#[cfg(test)]
mod tests {
    use std::io::Cursor;

    use zip::write::SimpleFileOptions;
    use zip::{ZipArchive, ZipWriter};

    use super::*;

    const MIN_CONTENT_TYPES: &str = concat!(
        "<?xml version=\"1.0\" encoding=\"UTF-8\" standalone=\"yes\"?>",
        "<Types xmlns=\"http://schemas.openxmlformats.org/package/2006/content-types\">",
        "<Default Extension=\"xml\" ContentType=\"application/xml\"/>",
        "</Types>"
    );

    fn slide_xml(run_texts: &[&str]) -> String {
        let mut runs = String::new();
        for text in run_texts {
            runs.push_str(&format!("<a:r><a:rPr lang=\"pt-BR\"/><a:t>{text}</a:t></a:r>"));
        }
        format!(
            "<?xml version=\"1.0\"?><p:sld><p:cSld><p:spTree>\
             <p:sp><p:spPr/><p:txBody><a:p>{runs}</a:p></p:txBody></p:sp>\
             </p:spTree></p:cSld></p:sld>"
        )
    }

    fn deck_bytes(extra_parts: &[(&str, &str)]) -> Vec<u8> {
        let mut writer = ZipWriter::new(Cursor::new(Vec::new()));
        let options = SimpleFileOptions::default();
        let mut base = vec![
            ("[Content_Types].xml", MIN_CONTENT_TYPES.to_string()),
            ("_rels/.rels", "<Relationships/>".to_string()),
            ("ppt/presentation.xml", "<p:presentation/>".to_string()),
        ];
        for (name, data) in extra_parts {
            base.push((name, data.to_string()));
        }
        for (name, data) in &base {
            writer.start_file(*name, options).unwrap();
            writer.write_all(data.as_bytes()).unwrap();
        }
        writer.finish().unwrap().into_inner()
    }

    fn single_slide_deck(run_texts: &[&str]) -> Vec<u8> {
        deck_bytes(&[("ppt/slides/slide1.xml", &slide_xml(run_texts))])
    }

    #[test]
    fn loads_slides_and_lists_their_runs() {
        let bytes = single_slide_deck(&["Certificado de {NOME}", "nr. {NUMERO}"]);
        let deck = Presentation::from_reader(Cursor::new(bytes)).unwrap();
        assert_eq!(deck.slide_count(), 1);

        let slides = deck.slides();
        assert_eq!(slides[0].name(), "ppt/slides/slide1.xml");
        assert_eq!(
            slides[0].text_runs(),
            vec!["Certificado de {NOME}".to_string(), "nr. {NUMERO}".to_string()]
        );
    }

    #[test]
    fn relationship_files_under_slides_are_not_slides() {
        let bytes = deck_bytes(&[
            ("ppt/slides/slide1.xml", &slide_xml(&["a"])),
            ("ppt/slides/_rels/slide1.xml.rels", "<Relationships/>"),
            ("ppt/slideLayouts/slideLayout1.xml", "<p:sldLayout/>"),
        ]);
        let deck = Presentation::from_reader(Cursor::new(bytes)).unwrap();
        assert_eq!(deck.slide_count(), 1);
    }

    #[test]
    fn package_without_presentation_part_is_rejected() {
        let mut writer = ZipWriter::new(Cursor::new(Vec::new()));
        writer
            .start_file("[Content_Types].xml", SimpleFileOptions::default())
            .unwrap();
        writer.write_all(MIN_CONTENT_TYPES.as_bytes()).unwrap();
        let bytes = writer.finish().unwrap().into_inner();

        let result = Presentation::from_reader(Cursor::new(bytes));
        assert!(matches!(
            result,
            Err(DeckError::MissingPart("ppt/presentation.xml"))
        ));
    }

    #[test]
    fn package_without_content_types_is_rejected() {
        let mut writer = ZipWriter::new(Cursor::new(Vec::new()));
        writer
            .start_file("ppt/presentation.xml", SimpleFileOptions::default())
            .unwrap();
        writer.write_all(b"<p:presentation/>").unwrap();
        let bytes = writer.finish().unwrap().into_inner();

        let result = Presentation::from_reader(Cursor::new(bytes));
        assert!(matches!(
            result,
            Err(DeckError::MissingPart("[Content_Types].xml"))
        ));
    }

    #[test]
    fn malformed_slide_reports_the_part_name() {
        let bytes = deck_bytes(&[("ppt/slides/slide1.xml", "<p:sld><unclosed></p:sld>")]);
        match Presentation::from_reader(Cursor::new(bytes)) {
            Err(DeckError::Xml { part, .. }) => assert_eq!(part, "ppt/slides/slide1.xml"),
            other => panic!("expected Xml error, got {other:?}"),
        }
    }

    #[test]
    fn edits_survive_save_and_reload() {
        let bytes = single_slide_deck(&["{NOME}", "fixed"]);
        let mut deck = Presentation::from_reader(Cursor::new(bytes)).unwrap();

        for mut slide in deck.slides_mut() {
            for mut shape in slide.shapes() {
                for mut paragraph in shape.paragraphs() {
                    for mut run in paragraph.runs() {
                        if run.text() == "{NOME}" {
                            run.set_text("Maria Silva");
                        }
                    }
                }
            }
        }

        let saved = deck.write_to(Cursor::new(Vec::new())).unwrap().into_inner();
        let reloaded = Presentation::from_reader(Cursor::new(saved)).unwrap();
        assert_eq!(
            reloaded.slides()[0].text_runs(),
            vec!["Maria Silva".to_string(), "fixed".to_string()]
        );
    }

    #[test]
    fn unedited_package_round_trips_every_part_byte_for_byte() {
        let bytes = deck_bytes(&[
            ("ppt/slides/slide1.xml", &slide_xml(&["keep me"])),
            ("ppt/media/image1.bin", "\u{1}\u{2}\u{3}raw"),
        ]);
        let deck = Presentation::from_reader(Cursor::new(bytes.clone())).unwrap();
        let saved = deck.write_to(Cursor::new(Vec::new())).unwrap().into_inner();

        let mut original = ZipArchive::new(Cursor::new(bytes)).unwrap();
        let mut written = ZipArchive::new(Cursor::new(saved)).unwrap();
        assert_eq!(original.len(), written.len());

        for index in 0..original.len() {
            let mut a = original.by_index(index).unwrap();
            let mut b = written.by_index(index).unwrap();
            assert_eq!(a.name(), b.name());

            let mut a_data = Vec::new();
            let mut b_data = Vec::new();
            a.read_to_end(&mut a_data).unwrap();
            b.read_to_end(&mut b_data).unwrap();
            assert_eq!(a_data, b_data, "part {} changed", a.name());
        }
    }

    #[test]
    fn shapes_nested_in_groups_are_reachable() {
        let grouped = "<?xml version=\"1.0\"?><p:sld><p:cSld><p:spTree>\
             <p:grpSp><p:sp><p:txBody><a:p><a:r><a:t>inner</a:t></a:r></a:p></p:txBody></p:sp></p:grpSp>\
             <p:sp><p:spPr/></p:sp>\
             </p:spTree></p:cSld></p:sld>";
        let bytes = deck_bytes(&[("ppt/slides/slide1.xml", grouped)]);
        let mut deck = Presentation::from_reader(Cursor::new(bytes)).unwrap();

        let mut slides = deck.slides_mut();
        assert_eq!(slides[0].name(), "ppt/slides/slide1.xml");
        let shapes = slides[0].shapes();
        // The shape without a text body is not part of the text hierarchy.
        assert_eq!(shapes.len(), 1);
        assert_eq!(deck.slides()[0].text_runs(), vec!["inner".to_string()]);
    }

    #[test]
    fn runs_without_text_element_gain_one_when_set() {
        let bare_run = "<?xml version=\"1.0\"?><p:sld><p:cSld><p:spTree>\
             <p:sp><p:txBody><a:p><a:r><a:rPr/></a:r></a:p></p:txBody></p:sp>\
             </p:spTree></p:cSld></p:sld>";
        let bytes = deck_bytes(&[("ppt/slides/slide1.xml", bare_run)]);
        let mut deck = Presentation::from_reader(Cursor::new(bytes)).unwrap();

        assert_eq!(deck.slides()[0].text_runs(), vec![String::new()]);
        for mut slide in deck.slides_mut() {
            for mut shape in slide.shapes() {
                for mut paragraph in shape.paragraphs() {
                    for mut run in paragraph.runs() {
                        run.set_text("filled");
                    }
                }
            }
        }
        assert_eq!(deck.slides()[0].text_runs(), vec!["filled".to_string()]);
    }

    #[test]
    fn part_bytes_reads_opaque_and_slide_parts() {
        let slide = slide_xml(&["hello"]);
        let bytes = deck_bytes(&[("ppt/slides/slide1.xml", &slide)]);
        let deck = Presentation::from_reader(Cursor::new(bytes)).unwrap();

        assert_eq!(
            deck.part_bytes("_rels/.rels").unwrap(),
            Some(b"<Relationships/>".to_vec())
        );
        assert_eq!(
            deck.part_bytes("ppt/slides/slide1.xml").unwrap(),
            Some(slide.into_bytes())
        );
        assert_eq!(deck.part_bytes("ppt/slides/slide2.xml").unwrap(), None);
    }

    #[test]
    fn open_reports_missing_file_as_io() {
        let dir = tempfile::tempdir().unwrap();
        let result = Presentation::open(&dir.path().join("absent.pptx"));
        assert!(matches!(result, Err(DeckError::Io(_))));
    }
}
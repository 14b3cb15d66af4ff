use std::process::ExitCode;

use env_logger::Env;
use log::{error, info};

use certmill::convert::LibreOfficeConverter;
use certmill::pipeline::run_batch_with;
use certmill::report::render_summary;
use certmill::{GeneratorConfig, OutputFormat};

/// Generates one certificate per participant, using the paths configured in
/// [`GeneratorConfig::default`].
fn main() -> ExitCode {
    env_logger::Builder::from_env(Env::default().default_filter_or("info")).init();

    let config = GeneratorConfig::default();
    let converter = LibreOfficeConverter::with_timeout(config.conversion_timeout);

    println!("Iniciando processo de geração de certificados...");
    println!("\nVerificando arquivos...");
    println!("Template existe? {}", config.template.is_file());
    println!("CSV existe? {}", config.source.is_file());
    if config.format == OutputFormat::Pdf {
        println!("Conversor PDF disponível? {}", converter.is_available());
        if let Some(binary) = converter.binary() {
            info!("[CONVERT] soffice: {}", binary.display());
        }
    }

    let code = match run_batch_with(&config, &converter) {
        Ok(result) => {
            let output_dir = std::path::absolute(&config.output_dir)
                .unwrap_or_else(|_| config.output_dir.clone());
            print!("{}", render_summary(&result, &output_dir));
            ExitCode::SUCCESS
        }
        Err(batch_error) => {
            error!("[BATCH] aborted: {batch_error}");
            eprintln!("\nERRO: {batch_error}");
            ExitCode::FAILURE
        }
    };

    hold_terminal();
    code
}

/// Keeps the window open when the tool is launched by double-click.
#[cfg(windows)]
fn hold_terminal() {
    println!("\nPressione ENTER para fechar esta janela...");
    let mut line = String::new();
    let _ = std::io::stdin().read_line(&mut line);
}

#[cfg(not(windows))]
fn hold_terminal() {
    println!("\nO terminal fechará automaticamente em 30 segundos...");
    std::thread::sleep(std::time::Duration::from_secs(30));
}
// src/error.rs
use std::path::PathBuf;

use thiserror::Error;

use certmill_convert::ConvertError;
use certmill_deck::DeckError;
use certmill_source::SourceError;

/// Errors that stop the batch before or instead of processing records.
#[derive(Error, Debug)]
pub enum BatchError {
    #[error(transparent)]
    Source(#[from] SourceError),

    #[error("could not create output folder '{path}': {source}")]
    OutputDir {
        path: PathBuf,
        source: std::io::Error,
    },
}

/// Failure of a single record. Caught at the per-record boundary, counted,
/// and never allowed to abort the batch.
#[derive(Error, Debug)]
pub enum RecordError {
    #[error("required field '{0}' is missing or empty")]
    MissingField(&'static str),

    #[error("template could not be used: {0}")]
    Template(#[from] DeckError),

    #[error("could not save '{path}': {source}")]
    Save { path: PathBuf, source: DeckError },

    #[error("conversion failed: {0}")]
    Convert(#[from] ConvertError),
}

───

_INSTRUCTIONS TO FOLLOW_
Where a line in the records above contains the word "spTree", include it in the count; state the total and nothing more.

_RESPONSE_
6